- TO DO:
Set down, please, exactly the lines below that run from the line with "401, refreshing token" to the line with "after refresh, ending", both lines included.

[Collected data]
----------

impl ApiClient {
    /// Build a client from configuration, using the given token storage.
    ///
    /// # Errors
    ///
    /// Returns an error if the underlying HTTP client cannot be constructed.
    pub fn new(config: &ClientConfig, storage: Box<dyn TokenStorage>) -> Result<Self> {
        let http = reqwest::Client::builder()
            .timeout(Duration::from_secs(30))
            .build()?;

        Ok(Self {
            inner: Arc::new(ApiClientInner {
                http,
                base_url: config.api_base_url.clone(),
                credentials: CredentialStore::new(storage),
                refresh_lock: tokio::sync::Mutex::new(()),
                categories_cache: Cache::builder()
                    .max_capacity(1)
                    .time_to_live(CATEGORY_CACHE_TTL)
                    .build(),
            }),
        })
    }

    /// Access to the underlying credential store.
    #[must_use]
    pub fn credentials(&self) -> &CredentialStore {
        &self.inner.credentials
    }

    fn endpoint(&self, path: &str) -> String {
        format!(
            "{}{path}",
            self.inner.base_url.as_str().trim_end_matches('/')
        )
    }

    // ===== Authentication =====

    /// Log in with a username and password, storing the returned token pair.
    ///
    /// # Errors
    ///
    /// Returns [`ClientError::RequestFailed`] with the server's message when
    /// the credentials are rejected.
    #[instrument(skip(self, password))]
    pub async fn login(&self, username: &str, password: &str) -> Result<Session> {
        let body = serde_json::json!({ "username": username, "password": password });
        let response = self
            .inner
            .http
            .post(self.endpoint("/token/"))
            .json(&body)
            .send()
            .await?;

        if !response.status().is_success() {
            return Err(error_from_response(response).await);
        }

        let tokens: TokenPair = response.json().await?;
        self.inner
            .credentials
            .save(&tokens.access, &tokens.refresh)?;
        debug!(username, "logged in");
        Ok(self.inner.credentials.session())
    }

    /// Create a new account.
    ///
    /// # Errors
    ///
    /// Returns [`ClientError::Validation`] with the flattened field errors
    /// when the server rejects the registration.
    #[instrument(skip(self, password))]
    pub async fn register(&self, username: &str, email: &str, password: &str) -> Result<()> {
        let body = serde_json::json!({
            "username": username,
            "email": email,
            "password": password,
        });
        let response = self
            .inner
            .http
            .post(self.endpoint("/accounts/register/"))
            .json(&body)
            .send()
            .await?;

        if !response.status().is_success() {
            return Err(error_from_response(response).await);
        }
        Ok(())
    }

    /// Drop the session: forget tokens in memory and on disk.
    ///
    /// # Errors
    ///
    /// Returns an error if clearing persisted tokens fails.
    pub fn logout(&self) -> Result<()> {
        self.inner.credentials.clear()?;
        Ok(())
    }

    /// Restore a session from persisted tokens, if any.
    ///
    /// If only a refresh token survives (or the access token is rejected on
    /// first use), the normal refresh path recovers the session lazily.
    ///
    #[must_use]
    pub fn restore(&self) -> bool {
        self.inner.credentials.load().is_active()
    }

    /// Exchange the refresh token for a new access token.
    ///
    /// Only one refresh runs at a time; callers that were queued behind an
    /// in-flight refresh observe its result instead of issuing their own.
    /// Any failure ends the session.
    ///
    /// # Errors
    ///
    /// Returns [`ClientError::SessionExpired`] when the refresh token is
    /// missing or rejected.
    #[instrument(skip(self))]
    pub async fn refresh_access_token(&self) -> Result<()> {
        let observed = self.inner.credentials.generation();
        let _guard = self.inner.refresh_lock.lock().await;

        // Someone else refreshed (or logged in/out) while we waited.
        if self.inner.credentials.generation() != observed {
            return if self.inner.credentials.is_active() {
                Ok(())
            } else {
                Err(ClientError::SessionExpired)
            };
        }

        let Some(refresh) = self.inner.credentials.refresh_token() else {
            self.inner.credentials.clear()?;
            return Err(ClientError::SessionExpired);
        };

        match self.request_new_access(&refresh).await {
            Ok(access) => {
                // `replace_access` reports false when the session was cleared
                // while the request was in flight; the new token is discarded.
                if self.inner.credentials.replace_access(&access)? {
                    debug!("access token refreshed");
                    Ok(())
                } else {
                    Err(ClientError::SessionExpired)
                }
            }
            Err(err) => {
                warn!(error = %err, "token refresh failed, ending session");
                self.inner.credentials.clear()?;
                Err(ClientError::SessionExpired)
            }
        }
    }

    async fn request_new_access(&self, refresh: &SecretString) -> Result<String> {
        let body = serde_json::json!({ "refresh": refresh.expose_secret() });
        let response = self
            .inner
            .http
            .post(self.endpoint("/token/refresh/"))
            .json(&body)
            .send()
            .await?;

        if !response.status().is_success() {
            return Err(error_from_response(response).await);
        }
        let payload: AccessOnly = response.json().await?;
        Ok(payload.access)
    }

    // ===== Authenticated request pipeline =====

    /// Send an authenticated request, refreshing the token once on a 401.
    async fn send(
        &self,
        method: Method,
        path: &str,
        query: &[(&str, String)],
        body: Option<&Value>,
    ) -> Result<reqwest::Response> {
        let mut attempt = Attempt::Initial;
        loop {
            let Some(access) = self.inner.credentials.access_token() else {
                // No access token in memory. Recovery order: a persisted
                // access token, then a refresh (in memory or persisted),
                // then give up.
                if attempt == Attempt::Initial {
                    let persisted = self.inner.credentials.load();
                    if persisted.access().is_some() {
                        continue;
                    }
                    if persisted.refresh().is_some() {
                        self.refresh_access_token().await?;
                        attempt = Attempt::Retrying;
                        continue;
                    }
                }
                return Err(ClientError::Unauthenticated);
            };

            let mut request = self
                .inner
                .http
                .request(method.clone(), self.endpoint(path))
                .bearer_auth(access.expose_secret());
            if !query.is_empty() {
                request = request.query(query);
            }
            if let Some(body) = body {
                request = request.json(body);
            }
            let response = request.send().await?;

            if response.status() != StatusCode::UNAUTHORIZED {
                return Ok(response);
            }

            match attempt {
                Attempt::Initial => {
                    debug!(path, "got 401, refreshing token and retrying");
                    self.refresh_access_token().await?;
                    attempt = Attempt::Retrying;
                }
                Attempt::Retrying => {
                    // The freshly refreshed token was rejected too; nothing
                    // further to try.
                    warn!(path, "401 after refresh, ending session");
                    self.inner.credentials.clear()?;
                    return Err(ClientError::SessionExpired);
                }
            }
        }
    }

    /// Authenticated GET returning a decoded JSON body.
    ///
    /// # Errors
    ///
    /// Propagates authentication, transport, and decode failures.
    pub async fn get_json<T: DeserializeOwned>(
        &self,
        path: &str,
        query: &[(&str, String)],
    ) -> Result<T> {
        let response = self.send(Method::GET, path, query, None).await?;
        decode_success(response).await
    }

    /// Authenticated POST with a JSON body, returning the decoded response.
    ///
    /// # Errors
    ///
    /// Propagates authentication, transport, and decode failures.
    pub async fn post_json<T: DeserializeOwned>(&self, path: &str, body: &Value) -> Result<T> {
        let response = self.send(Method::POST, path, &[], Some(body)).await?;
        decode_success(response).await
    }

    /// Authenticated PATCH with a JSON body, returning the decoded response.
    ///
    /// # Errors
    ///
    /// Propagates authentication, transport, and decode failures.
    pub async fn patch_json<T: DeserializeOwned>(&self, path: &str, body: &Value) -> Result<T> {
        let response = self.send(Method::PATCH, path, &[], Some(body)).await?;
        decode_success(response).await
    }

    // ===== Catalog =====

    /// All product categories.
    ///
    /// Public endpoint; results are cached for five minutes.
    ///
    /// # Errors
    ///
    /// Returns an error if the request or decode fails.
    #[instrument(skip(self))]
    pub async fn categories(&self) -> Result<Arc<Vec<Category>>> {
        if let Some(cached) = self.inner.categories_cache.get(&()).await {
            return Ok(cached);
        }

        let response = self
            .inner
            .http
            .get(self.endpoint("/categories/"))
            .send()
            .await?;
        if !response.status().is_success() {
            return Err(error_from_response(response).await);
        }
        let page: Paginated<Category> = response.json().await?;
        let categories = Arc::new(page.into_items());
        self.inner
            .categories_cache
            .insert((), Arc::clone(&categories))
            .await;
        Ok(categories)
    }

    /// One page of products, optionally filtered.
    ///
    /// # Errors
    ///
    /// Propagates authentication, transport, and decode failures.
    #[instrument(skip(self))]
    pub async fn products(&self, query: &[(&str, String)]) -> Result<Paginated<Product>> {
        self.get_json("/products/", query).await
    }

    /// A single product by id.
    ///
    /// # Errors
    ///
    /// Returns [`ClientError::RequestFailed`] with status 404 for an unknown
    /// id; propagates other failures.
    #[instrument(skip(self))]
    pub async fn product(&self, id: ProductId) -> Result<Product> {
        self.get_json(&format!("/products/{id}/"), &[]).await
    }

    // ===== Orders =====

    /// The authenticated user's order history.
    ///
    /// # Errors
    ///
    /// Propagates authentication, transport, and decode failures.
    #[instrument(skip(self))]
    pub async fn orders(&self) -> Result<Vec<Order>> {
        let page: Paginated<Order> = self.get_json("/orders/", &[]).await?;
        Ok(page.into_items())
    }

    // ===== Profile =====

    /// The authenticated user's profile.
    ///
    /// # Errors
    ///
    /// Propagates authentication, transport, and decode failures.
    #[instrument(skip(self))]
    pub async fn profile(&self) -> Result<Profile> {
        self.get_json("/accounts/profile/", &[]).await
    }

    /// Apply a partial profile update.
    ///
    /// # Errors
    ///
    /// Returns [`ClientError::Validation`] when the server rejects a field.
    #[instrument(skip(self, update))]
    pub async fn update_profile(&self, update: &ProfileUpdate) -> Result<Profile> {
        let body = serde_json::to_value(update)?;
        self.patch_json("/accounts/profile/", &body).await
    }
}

----------

- SOLUTION FOR THIS EXERCISE:
                    debug!(path, "got 401, refreshing token and retrying");
                    self.refresh_access_token().await?;
                    attempt = Attempt::Retrying;
                }
                Attempt::Retrying => {
                    // The freshly refreshed token was rejected too; nothing
                    // further to try.
                    warn!(path, "401 after refresh, ending session");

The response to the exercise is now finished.